%%
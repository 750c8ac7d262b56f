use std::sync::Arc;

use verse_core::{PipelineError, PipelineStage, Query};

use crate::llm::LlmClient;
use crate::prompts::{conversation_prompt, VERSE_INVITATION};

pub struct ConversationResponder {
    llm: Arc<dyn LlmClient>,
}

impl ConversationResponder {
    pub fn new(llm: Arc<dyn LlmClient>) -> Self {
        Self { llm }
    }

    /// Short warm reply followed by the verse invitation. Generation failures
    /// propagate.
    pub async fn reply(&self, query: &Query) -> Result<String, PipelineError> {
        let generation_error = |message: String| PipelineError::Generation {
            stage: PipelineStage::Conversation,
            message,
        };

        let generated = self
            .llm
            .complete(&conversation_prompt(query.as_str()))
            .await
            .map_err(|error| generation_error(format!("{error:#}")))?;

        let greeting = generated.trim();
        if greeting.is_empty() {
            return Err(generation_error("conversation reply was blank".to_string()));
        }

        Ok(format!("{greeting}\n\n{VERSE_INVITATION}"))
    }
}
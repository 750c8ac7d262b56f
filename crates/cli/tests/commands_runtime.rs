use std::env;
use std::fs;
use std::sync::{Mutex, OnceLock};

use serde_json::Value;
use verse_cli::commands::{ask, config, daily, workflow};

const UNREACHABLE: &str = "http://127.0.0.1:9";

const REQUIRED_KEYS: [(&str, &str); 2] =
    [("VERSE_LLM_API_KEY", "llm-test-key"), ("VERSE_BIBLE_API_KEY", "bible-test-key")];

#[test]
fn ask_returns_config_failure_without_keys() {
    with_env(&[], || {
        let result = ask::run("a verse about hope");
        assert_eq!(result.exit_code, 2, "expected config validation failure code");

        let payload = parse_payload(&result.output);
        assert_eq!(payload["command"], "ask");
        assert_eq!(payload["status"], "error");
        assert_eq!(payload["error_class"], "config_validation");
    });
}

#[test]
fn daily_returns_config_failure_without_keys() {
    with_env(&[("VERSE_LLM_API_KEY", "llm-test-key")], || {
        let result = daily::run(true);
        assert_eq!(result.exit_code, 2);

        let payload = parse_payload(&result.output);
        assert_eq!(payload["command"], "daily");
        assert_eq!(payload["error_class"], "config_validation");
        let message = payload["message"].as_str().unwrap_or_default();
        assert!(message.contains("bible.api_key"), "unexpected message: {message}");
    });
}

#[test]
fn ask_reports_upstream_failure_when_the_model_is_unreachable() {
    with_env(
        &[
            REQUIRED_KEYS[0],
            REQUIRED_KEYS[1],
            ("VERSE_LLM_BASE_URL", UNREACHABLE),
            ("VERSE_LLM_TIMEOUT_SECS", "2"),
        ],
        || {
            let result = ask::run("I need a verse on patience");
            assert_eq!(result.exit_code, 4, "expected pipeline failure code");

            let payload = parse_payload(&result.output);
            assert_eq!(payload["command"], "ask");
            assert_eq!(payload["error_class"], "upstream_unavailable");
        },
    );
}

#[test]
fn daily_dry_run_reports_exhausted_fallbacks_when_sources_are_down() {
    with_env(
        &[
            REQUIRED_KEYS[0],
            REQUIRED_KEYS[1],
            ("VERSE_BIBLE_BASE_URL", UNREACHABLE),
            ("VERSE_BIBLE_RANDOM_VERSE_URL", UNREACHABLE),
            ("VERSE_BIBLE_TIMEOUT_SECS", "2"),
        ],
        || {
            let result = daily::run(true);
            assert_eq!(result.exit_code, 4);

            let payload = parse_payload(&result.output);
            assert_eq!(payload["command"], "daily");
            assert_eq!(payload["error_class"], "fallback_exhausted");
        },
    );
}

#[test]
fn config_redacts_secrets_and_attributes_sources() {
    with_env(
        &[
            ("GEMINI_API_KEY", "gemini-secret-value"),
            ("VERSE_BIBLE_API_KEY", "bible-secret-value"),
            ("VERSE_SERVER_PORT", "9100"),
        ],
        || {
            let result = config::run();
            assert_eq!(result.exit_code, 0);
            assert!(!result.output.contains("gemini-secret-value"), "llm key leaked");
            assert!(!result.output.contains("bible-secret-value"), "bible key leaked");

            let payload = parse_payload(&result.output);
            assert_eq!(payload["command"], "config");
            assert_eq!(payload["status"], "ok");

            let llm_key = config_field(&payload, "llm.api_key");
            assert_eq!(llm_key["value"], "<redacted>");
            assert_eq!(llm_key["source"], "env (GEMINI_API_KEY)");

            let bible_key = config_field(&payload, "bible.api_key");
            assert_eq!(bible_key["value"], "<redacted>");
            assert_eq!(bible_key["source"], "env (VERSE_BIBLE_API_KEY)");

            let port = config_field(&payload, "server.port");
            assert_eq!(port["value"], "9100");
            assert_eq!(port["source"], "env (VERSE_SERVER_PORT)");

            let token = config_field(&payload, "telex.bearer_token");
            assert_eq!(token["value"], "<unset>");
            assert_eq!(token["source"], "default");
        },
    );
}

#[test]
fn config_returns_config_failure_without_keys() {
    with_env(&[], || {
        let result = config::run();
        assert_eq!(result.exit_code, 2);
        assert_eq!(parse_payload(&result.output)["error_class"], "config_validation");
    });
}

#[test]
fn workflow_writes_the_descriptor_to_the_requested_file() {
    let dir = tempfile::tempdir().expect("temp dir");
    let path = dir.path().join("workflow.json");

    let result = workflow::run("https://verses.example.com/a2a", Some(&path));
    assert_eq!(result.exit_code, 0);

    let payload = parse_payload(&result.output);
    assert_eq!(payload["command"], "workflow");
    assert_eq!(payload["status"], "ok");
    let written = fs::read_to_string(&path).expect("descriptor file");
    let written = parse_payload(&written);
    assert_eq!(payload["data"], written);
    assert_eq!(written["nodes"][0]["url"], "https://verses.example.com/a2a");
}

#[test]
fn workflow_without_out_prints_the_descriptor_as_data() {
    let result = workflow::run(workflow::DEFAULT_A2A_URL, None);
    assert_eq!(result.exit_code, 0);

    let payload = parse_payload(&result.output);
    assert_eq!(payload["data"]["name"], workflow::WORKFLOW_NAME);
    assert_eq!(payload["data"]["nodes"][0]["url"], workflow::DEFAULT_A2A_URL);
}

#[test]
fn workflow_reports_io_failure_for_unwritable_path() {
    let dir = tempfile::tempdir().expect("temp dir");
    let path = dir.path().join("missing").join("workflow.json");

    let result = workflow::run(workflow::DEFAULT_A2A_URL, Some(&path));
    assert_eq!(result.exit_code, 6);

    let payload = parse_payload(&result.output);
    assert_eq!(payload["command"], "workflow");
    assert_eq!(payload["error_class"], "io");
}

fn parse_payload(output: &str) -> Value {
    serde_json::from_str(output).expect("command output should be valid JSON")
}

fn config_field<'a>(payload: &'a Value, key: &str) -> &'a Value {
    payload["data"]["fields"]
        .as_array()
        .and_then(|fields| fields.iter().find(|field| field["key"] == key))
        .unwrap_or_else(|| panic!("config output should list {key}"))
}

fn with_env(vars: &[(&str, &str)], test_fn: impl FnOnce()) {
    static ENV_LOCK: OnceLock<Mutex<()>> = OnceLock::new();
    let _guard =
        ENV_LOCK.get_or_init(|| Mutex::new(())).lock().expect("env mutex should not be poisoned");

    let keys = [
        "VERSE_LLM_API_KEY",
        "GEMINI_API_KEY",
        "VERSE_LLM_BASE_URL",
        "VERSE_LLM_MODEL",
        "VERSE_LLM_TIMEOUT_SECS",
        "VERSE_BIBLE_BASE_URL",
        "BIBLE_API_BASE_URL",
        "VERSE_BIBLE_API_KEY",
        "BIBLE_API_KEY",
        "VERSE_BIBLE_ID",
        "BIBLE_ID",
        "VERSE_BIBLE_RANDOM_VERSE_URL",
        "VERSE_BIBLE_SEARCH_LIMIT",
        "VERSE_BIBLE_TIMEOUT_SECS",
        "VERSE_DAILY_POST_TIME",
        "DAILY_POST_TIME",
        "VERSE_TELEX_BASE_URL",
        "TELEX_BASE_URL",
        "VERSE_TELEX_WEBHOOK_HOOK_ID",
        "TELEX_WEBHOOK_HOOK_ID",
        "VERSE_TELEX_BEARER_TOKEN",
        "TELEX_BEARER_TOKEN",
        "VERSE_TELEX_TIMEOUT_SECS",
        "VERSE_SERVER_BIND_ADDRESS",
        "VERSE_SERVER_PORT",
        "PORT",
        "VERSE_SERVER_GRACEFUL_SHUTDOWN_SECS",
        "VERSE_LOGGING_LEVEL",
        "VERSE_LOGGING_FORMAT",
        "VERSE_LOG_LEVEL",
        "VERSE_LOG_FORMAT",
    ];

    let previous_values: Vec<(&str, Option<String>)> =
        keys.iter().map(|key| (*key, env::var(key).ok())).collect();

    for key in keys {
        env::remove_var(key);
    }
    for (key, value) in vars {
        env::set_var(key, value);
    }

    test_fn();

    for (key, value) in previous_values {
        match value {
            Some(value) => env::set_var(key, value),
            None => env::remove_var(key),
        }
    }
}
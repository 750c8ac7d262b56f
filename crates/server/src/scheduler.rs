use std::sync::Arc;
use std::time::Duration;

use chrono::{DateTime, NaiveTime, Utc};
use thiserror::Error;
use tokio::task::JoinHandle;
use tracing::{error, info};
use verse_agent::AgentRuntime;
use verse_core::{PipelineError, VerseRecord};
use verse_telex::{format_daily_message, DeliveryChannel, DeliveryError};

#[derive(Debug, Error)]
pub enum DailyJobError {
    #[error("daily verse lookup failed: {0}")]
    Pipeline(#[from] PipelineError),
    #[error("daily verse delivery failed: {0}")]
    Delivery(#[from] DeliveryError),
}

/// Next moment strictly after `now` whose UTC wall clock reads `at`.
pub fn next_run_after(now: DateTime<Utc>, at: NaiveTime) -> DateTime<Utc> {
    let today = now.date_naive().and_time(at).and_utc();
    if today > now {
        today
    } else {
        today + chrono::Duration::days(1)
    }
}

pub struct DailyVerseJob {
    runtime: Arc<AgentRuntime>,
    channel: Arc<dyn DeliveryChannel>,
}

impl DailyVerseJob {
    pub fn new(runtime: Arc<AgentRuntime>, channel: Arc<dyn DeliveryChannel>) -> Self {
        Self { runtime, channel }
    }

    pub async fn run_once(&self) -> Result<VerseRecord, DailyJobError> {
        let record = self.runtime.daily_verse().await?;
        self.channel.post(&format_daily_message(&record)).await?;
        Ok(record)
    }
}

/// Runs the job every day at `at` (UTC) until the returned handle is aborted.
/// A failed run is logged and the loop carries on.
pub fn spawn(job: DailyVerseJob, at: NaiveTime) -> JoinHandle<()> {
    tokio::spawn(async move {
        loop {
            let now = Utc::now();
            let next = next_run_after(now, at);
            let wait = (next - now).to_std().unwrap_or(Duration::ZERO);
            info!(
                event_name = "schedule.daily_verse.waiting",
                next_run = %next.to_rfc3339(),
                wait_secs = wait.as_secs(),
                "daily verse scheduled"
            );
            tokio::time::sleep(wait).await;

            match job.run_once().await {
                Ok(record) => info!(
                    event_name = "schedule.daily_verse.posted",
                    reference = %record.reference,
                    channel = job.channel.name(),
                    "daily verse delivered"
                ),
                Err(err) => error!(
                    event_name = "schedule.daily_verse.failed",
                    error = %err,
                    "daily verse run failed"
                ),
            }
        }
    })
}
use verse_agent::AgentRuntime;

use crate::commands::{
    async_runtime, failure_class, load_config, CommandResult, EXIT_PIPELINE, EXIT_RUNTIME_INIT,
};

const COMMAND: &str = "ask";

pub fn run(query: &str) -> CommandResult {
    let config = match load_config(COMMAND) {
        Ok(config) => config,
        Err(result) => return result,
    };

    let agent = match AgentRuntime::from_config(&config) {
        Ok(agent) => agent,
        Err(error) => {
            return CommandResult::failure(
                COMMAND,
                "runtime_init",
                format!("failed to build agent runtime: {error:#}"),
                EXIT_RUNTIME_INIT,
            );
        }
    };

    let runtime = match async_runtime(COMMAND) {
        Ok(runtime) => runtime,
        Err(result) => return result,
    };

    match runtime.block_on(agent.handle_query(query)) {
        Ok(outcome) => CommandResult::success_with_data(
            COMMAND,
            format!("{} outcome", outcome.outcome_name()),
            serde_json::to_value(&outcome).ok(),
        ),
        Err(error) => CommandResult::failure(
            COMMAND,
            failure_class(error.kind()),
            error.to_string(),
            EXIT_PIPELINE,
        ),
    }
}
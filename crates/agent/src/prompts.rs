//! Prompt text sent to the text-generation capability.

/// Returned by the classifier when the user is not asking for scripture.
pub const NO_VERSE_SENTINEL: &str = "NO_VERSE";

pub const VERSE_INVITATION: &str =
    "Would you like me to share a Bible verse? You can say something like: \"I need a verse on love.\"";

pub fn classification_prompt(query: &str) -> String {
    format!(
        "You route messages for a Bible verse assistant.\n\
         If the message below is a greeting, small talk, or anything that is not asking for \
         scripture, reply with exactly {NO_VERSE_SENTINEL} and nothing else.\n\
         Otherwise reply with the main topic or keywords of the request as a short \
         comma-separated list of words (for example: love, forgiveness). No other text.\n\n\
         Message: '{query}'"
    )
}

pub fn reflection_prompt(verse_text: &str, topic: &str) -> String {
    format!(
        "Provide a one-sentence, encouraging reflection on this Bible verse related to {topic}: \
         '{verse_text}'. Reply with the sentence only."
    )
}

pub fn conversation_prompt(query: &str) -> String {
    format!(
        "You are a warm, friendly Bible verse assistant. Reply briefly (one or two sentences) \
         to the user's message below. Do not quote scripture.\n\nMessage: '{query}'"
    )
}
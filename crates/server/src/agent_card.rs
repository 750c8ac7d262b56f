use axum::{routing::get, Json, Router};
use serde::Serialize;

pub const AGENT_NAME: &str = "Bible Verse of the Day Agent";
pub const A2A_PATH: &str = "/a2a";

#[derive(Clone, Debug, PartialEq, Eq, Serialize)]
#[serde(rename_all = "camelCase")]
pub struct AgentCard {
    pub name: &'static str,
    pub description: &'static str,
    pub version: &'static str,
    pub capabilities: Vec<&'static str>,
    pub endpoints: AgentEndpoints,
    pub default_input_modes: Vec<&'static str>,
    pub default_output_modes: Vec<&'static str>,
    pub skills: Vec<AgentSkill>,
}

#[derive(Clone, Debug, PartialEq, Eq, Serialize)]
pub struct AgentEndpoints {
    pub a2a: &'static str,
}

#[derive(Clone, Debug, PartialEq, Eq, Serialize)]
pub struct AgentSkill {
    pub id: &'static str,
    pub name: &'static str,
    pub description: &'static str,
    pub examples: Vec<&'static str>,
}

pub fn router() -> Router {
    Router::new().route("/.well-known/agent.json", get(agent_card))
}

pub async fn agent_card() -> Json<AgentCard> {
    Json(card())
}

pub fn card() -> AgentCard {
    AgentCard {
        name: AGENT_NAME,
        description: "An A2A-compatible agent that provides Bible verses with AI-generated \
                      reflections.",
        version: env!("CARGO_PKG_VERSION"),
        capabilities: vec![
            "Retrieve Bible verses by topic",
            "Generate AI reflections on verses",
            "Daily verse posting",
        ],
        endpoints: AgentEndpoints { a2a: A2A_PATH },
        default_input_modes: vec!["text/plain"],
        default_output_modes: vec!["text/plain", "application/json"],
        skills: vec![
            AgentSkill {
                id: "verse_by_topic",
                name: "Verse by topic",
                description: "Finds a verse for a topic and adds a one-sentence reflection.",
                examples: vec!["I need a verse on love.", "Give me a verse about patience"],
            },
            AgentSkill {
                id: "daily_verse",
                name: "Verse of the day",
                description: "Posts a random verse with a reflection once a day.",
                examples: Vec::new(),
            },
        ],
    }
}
%%
Scan the lines above for the word "outcome", then copy each line that has it.

_Task solution_
        Ok(outcome) => CommandResult::success_with_data(
            format!("{} outcome", outcome.outcome_name()),
            serde_json::to_value(&outcome).ok(),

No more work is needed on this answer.